[[ EXTRACTED RECORDS open ]]

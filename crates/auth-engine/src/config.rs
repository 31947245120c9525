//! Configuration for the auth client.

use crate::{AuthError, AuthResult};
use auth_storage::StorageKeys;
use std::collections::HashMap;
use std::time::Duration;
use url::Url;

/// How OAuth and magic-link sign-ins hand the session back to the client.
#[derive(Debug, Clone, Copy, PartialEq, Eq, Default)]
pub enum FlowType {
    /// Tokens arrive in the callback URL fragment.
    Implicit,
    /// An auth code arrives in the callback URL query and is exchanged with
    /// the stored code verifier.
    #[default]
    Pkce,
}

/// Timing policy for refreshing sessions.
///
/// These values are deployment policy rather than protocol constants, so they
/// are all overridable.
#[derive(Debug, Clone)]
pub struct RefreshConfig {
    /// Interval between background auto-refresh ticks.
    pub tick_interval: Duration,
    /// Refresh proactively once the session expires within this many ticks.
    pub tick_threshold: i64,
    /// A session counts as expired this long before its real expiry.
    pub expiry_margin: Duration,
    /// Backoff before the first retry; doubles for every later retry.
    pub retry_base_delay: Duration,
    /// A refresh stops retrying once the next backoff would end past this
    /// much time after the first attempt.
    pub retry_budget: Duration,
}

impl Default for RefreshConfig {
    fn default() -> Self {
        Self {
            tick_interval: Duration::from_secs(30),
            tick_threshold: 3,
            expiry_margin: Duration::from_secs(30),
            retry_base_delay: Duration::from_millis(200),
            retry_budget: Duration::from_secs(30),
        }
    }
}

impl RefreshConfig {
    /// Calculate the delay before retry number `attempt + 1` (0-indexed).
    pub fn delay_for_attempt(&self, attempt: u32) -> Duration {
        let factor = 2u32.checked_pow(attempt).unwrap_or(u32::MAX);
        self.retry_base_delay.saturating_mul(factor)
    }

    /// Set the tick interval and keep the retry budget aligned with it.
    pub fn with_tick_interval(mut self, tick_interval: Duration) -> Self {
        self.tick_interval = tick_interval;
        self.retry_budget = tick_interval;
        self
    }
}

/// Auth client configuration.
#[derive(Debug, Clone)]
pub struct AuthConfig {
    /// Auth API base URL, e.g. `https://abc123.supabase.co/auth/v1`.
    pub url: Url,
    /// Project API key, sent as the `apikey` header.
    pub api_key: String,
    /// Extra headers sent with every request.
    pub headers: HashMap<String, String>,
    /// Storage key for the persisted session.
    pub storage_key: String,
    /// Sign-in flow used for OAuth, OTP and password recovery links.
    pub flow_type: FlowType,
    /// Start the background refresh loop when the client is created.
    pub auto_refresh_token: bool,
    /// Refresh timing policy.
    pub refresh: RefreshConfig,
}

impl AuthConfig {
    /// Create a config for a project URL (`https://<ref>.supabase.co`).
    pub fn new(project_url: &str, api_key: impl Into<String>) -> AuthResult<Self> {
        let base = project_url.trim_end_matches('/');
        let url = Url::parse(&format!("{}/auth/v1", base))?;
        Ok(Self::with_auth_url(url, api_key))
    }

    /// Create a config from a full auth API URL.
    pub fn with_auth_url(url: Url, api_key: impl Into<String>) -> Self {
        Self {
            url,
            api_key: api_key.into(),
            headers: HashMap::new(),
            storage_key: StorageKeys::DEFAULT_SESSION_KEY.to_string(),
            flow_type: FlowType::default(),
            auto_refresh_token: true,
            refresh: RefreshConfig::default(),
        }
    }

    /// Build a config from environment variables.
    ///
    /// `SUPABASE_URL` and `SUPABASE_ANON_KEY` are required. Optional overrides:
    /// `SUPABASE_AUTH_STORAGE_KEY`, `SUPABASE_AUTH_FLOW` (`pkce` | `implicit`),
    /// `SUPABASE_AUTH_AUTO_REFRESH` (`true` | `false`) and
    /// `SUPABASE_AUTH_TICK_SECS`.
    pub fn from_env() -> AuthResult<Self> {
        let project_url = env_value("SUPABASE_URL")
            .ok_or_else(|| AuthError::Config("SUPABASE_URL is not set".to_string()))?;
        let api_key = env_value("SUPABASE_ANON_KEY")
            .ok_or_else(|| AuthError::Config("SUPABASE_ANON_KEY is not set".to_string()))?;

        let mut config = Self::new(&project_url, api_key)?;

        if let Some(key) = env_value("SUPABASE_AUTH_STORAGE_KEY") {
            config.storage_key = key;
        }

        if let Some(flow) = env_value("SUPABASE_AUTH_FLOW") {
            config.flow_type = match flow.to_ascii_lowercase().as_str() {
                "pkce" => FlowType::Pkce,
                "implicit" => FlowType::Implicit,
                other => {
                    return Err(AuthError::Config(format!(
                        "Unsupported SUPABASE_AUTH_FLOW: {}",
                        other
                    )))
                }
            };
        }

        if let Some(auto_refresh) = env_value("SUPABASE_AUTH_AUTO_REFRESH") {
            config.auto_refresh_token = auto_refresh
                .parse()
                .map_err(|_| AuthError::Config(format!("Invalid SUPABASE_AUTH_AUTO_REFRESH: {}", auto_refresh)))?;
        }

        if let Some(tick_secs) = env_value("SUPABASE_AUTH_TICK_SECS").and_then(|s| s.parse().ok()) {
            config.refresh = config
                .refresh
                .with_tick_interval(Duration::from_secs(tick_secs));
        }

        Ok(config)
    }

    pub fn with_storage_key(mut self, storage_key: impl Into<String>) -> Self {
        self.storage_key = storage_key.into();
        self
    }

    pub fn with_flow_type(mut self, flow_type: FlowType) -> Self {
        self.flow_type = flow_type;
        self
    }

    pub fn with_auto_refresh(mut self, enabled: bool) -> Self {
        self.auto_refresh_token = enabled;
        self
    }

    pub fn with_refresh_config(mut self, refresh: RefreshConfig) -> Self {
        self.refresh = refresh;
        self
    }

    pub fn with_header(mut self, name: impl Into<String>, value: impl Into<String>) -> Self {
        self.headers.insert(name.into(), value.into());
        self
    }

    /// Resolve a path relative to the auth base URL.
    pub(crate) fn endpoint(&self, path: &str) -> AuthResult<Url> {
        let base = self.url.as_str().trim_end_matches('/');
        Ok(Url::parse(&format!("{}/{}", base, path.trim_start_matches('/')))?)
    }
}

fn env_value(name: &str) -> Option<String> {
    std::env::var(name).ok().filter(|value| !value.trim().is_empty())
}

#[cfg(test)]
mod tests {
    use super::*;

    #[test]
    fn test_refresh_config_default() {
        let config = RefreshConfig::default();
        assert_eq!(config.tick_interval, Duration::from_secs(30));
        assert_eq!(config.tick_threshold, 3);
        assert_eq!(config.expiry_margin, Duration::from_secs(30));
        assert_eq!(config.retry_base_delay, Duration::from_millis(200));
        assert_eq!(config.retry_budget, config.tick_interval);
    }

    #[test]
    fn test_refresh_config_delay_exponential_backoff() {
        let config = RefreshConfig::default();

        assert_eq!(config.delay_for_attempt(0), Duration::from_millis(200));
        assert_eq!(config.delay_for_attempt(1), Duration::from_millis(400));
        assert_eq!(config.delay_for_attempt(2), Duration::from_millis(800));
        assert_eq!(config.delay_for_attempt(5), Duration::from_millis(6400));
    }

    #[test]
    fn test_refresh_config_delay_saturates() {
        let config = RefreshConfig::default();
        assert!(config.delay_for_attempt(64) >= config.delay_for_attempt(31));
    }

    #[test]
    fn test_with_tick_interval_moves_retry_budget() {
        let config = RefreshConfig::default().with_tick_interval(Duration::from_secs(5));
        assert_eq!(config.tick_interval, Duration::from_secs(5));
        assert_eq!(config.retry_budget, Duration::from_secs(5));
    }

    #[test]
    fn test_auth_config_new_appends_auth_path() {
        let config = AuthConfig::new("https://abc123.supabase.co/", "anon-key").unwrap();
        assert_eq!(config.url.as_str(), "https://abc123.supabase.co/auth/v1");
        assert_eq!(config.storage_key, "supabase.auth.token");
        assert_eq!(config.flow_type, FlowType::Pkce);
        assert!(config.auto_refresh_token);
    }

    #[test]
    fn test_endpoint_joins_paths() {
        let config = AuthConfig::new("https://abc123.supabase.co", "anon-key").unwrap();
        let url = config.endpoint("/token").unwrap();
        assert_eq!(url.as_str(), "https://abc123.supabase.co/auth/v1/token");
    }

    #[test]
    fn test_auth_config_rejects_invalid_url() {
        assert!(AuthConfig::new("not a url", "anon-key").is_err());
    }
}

[[ EXTRACTED RECORDS closed ]]
[[ EXTRACTED RECORDS open ]]

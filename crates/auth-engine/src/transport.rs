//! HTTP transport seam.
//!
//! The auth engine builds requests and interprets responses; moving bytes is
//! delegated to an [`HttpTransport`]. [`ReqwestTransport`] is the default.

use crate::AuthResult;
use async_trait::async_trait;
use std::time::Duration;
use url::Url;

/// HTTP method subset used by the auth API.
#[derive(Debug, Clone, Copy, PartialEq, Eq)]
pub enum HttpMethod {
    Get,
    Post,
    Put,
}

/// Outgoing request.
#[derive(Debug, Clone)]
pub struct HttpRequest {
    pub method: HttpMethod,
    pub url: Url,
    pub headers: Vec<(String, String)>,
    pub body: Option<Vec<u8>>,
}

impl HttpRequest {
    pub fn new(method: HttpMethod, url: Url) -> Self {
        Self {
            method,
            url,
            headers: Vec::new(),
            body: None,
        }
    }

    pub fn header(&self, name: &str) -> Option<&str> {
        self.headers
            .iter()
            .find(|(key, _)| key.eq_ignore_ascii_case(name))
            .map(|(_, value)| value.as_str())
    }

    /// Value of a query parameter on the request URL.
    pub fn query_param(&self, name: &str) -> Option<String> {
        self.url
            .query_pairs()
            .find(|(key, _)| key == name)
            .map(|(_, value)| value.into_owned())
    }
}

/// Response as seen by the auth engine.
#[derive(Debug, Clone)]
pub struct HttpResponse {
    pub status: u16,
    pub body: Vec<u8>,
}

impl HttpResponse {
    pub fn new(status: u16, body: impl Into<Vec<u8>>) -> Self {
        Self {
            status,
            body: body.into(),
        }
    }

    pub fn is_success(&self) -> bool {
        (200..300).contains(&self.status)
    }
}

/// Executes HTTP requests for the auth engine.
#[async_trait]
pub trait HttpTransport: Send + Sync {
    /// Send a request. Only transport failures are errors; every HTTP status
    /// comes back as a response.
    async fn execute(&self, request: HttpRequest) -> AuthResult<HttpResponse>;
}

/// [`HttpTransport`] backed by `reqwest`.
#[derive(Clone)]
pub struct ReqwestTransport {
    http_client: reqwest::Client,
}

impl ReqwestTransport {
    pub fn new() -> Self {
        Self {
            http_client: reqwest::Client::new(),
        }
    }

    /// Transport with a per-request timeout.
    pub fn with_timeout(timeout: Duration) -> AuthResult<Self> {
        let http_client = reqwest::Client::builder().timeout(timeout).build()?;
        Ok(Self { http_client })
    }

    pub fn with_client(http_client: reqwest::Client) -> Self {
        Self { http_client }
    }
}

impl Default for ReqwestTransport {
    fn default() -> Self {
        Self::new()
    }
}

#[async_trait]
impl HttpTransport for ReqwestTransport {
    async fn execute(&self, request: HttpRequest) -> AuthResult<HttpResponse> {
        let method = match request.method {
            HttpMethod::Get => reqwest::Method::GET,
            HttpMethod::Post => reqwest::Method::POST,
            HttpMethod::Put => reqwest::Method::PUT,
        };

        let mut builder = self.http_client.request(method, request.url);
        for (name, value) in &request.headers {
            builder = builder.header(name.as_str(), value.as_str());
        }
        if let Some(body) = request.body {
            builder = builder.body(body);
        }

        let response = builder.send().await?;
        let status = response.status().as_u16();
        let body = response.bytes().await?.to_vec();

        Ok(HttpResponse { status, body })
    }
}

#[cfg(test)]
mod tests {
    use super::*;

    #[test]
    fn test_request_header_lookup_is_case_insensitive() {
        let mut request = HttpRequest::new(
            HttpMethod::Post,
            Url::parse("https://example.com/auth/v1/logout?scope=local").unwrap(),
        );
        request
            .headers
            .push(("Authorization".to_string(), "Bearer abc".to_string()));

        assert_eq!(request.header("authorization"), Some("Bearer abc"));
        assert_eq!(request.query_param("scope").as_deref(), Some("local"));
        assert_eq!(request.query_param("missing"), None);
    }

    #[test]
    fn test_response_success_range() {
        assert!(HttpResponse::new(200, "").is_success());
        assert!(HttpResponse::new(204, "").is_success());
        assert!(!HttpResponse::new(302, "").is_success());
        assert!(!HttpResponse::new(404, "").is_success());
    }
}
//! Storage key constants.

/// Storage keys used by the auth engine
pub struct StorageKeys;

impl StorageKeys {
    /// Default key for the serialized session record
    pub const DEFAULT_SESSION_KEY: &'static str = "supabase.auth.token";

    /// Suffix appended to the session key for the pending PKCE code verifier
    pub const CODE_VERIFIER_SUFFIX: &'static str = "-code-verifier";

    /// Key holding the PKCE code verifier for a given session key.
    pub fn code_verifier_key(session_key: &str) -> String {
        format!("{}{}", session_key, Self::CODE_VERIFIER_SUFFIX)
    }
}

[[ EXTRACTED RECORDS closed ]]
[[ EXTRACTED RECORDS open ]]

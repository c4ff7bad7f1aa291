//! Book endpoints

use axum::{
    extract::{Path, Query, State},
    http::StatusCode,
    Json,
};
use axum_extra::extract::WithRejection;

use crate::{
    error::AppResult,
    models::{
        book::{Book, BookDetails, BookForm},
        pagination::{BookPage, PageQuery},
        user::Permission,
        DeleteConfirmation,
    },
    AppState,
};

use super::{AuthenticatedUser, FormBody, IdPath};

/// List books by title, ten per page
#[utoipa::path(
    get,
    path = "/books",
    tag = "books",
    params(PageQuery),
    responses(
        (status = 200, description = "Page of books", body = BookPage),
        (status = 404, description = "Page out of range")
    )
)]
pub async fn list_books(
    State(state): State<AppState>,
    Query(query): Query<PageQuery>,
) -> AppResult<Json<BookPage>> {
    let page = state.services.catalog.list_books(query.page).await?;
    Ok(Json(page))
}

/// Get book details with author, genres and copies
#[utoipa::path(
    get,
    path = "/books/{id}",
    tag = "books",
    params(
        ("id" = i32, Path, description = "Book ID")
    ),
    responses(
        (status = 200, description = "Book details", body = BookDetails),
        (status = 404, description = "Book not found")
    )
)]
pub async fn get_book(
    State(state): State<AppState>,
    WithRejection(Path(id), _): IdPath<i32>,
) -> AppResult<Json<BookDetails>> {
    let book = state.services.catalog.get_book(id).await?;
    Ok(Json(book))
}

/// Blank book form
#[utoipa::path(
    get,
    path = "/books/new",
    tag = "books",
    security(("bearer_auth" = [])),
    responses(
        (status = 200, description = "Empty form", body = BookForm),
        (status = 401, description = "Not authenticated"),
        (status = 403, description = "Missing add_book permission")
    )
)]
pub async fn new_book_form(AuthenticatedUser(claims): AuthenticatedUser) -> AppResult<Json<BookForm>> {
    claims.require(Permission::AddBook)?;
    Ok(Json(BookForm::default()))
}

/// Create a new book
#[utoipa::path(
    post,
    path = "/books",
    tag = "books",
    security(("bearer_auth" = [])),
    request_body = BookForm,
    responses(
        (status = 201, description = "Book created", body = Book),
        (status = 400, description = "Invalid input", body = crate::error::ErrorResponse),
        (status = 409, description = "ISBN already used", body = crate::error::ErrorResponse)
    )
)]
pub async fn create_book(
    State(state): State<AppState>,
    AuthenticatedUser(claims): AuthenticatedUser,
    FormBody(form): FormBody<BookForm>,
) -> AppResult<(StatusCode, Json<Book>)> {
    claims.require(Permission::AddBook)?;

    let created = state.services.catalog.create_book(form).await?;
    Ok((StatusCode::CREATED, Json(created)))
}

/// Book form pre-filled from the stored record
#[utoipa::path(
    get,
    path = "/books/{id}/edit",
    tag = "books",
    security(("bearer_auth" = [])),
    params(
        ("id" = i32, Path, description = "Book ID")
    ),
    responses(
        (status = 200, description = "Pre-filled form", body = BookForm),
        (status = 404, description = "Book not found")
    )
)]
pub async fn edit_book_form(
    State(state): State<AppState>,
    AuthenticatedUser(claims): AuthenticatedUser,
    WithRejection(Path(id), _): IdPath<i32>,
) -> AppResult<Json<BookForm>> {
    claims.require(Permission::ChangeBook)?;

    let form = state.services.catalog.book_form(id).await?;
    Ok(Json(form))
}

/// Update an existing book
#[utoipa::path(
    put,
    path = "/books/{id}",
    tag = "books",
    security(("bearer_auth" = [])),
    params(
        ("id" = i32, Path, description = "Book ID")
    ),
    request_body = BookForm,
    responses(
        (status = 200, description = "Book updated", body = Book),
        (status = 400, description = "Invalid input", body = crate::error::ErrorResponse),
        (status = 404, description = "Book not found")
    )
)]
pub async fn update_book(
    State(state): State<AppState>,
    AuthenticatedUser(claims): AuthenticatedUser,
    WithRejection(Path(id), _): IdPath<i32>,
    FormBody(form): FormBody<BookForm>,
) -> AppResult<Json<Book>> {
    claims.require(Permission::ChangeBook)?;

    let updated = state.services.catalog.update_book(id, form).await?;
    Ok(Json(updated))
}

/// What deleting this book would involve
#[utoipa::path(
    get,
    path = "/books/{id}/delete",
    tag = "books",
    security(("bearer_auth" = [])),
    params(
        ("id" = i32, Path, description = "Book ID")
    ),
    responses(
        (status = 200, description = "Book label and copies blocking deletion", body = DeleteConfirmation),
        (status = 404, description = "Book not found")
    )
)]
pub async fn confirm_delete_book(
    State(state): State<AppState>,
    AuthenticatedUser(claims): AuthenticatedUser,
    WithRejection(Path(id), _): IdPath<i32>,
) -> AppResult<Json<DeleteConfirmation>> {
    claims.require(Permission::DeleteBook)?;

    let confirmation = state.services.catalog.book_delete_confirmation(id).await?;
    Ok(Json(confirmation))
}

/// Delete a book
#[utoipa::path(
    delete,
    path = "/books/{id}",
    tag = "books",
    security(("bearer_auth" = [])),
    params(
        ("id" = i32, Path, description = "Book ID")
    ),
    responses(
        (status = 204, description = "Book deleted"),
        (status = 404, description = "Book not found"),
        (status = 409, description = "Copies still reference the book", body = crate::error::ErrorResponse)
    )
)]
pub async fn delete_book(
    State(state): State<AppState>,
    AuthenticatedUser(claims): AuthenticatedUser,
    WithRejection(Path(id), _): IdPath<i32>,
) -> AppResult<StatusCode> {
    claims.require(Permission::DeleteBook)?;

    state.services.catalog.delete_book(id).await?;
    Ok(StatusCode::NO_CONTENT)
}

[[ EXTRACTED RECORDS closed ]]

YOUR TASK
Above are the records; report each line in them that includes the word "constants".

FINAL ANSWER
/// These values are deployment policy rather than protocol constants, so they
//! Storage key constants.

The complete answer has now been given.